In the end I purchased on eBay for $44 (with free shipping) a DELL Latitude D620. Here are the specs on it:
- Intel Centrino Duo – 1.83GHz
- 2GB DDR2 RAM
- Integrated graphics (Intel Media Accelerator 950)
- 14.1-inch WXGA screen
This may not look like much if you expect to run Windows 7 or 8 on a 5400rpm hard drive. But I had other things in mind. I purchased an SSD from Amazon.
Adding an SSD to a machine does some very interesting things. While it doesn’t change raw processing power, it can speed up a computer by eliminating the potential bottle neck that comes from a standard drive. So boot time, loading programs, web browsing, it’s all faster, because it all uses the SSD.
I knew that the only thing I needed now to make the system complete was a very fast and light operating system. Linux obviously. And the flavor was also quite self-evident. Crunchbang.

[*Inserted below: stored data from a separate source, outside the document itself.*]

use async_trait::async_trait;
use tracing::info;

use crate::error::HarnessError;
use crate::fixture::Fixture;
use crate::models::{DeleteResponse, GenericObject, NewObject};
use crate::scenario::{Group, Scenario};
use crate::services::ObjectsApi;

fn laptop(price: f64) -> NewObject {
    NewObject::new("Apple MacBook Pro 16")
        .with("year", 2019)
        .with("price", price)
        .with("CPU model", "Intel Core i9")
        .with("Hard disk size", "1 TB")
}

/// A created object must be served back under its id.
async fn expect_retrievable(
    objects: &ObjectsApi,
    id: &str,
    name: &str,
) -> Result<(), HarnessError> {
    let response = objects.get(id).await?;
    response
        .expect_status(200)?
        .expect_field("id", id)?
        .expect_field("name", name)?;
    Ok(())
}

pub struct ListObjects;

#[async_trait]
impl Scenario for ListObjects {
    fn name(&self) -> &'static str {
        "objects_list"
    }

    fn group(&self) -> Group {
        Group::Objects
    }

    fn description(&self) -> &'static str {
        "GET /objects returns a non-empty list"
    }

    async fn run(&self, fixture: &Fixture) -> Result<(), HarnessError> {
        let response = fixture.objects().list().await?;
        response.expect_status(200)?.expect_non_empty("")?;
        Ok(())
    }
}

pub struct GetObjectById;

#[async_trait]
impl Scenario for GetObjectById {
    fn name(&self) -> &'static str {
        "objects_get_by_id"
    }

    fn group(&self) -> Group {
        Group::Objects
    }

    fn description(&self) -> &'static str {
        "GET /objects/1 returns the seeded Pixel 6 Pro"
    }

    async fn run(&self, fixture: &Fixture) -> Result<(), HarnessError> {
        let response = fixture.objects().get("1").await?;
        response
            .expect_status(200)?
            .expect_field("id", "1")?
            .expect_field("name", "Google Pixel 6 Pro")?
            .expect_field("data.color", "Cloudy White")?
            .expect_field("data.capacity", "128 GB")?;
        Ok(())
    }
}

pub struct CreateObject;

#[async_trait]
impl Scenario for CreateObject {
    fn name(&self) -> &'static str {
        "objects_create"
    }

    fn group(&self) -> Group {
        Group::Objects
    }

    fn description(&self) -> &'static str {
        "POST /objects returns a server-assigned id that GET serves back"
    }

    async fn run(&self, fixture: &Fixture) -> Result<(), HarnessError> {
        let objects = fixture.objects();
        let payload = laptop(1849.99);
        let response = objects.create(&payload).await?;
        response.expect_status(200)?.expect_non_empty("id")?;
        let created: GenericObject = response.json()?;
        info!(id = %created.id, "Created object");

        expect_retrievable(&objects, &created.id, &payload.name).await
    }
}

pub struct UpdateObject;

#[async_trait]
impl Scenario for UpdateObject {
    fn name(&self) -> &'static str {
        "objects_update"
    }

    fn group(&self) -> Group {
        Group::Objects
    }

    fn description(&self) -> &'static str {
        "PUT /objects/{id} replaces a freshly created object"
    }

    async fn run(&self, fixture: &Fixture) -> Result<(), HarnessError> {
        let objects = fixture.objects();
        let original = laptop(1849.99);
        let id = objects.create_id(&original).await?;
        expect_retrievable(&objects, &id, &original.name).await?;

        let replacement = laptop(2049.99).with("color", "silver");
        let response = objects.update(&id, &replacement).await?;
        response
            .expect_status(200)?
            .expect_field("id", id.as_str())?
            .expect_field("data.price", 2049.99)?
            .expect_field("data.color", "silver")?;
        Ok(())
    }
}

pub struct DeleteObject;

#[async_trait]
impl Scenario for DeleteObject {
    fn name(&self) -> &'static str {
        "objects_delete"
    }

    fn group(&self) -> Group {
        Group::Objects
    }

    fn description(&self) -> &'static str {
        "DELETE /objects/{id} confirms the deletion by id"
    }

    async fn run(&self, fixture: &Fixture) -> Result<(), HarnessError> {
        let objects = fixture.objects();
        let id = objects.create_id(&laptop(1849.99)).await?;

        let response = objects.delete(&id).await?;
        response.expect_status(200)?;
        let deleted: DeleteResponse = response.json()?;
        let expected = format!("Object with id = {id} has been deleted.");
        if deleted.message != expected {
            return Err(HarnessError::assertion(format!(
                "Expected message '{expected}', found '{}'",
                deleted.message
            )));
        }
        Ok(())
    }
}

pub struct ObjectFieldsByPath;

#[async_trait]
impl Scenario for ObjectFieldsByPath {
    fn name(&self) -> &'static str {
        "objects_fields_by_path"
    }

    fn group(&self) -> Group {
        Group::Objects
    }

    fn description(&self) -> &'static str {
        "Fields of /objects/1 can be extracted by dotted path"
    }

    async fn run(&self, fixture: &Fixture) -> Result<(), HarnessError> {
        let response = fixture.objects().get("1").await?;
        response.expect_status(200)?;

        let name = response.path_str("name")?;
        let capacity = response.path_str("data.capacity")?;
        info!(name = %name, capacity = %capacity, "Extracted fields");

        if name != "Google Pixel 6 Pro" || capacity != "128 GB" {
            return Err(HarnessError::assertion(format!(
                "Unexpected fields: name={name}, capacity={capacity}"
            )));
        }
        Ok(())
    }
}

Crunchbang Linux is a very fast and nimble operating system that surprisingly runs modern software such as Open Office and Google Chrome quite well. It is highly customizable, and assumes that the user likes to tinker with his or her desktop environment. But the killer for me is this: it idles on my machine at 93MB of RAM. Run Dropbox, Evernote, and a slew of hefty Chrome tabs, and it adds up to a whopping ~750MB. The fact that it uses so little RAM also means that it will likely boot quickly, and load programs quickly.
I was thoroughly surprised to see it play a 1080p h.264 video file in VLC smoothly, and many other things continue to amaze me. I get about 1.5-2hrs of battery life (which isn’t bad considering the age of the machine).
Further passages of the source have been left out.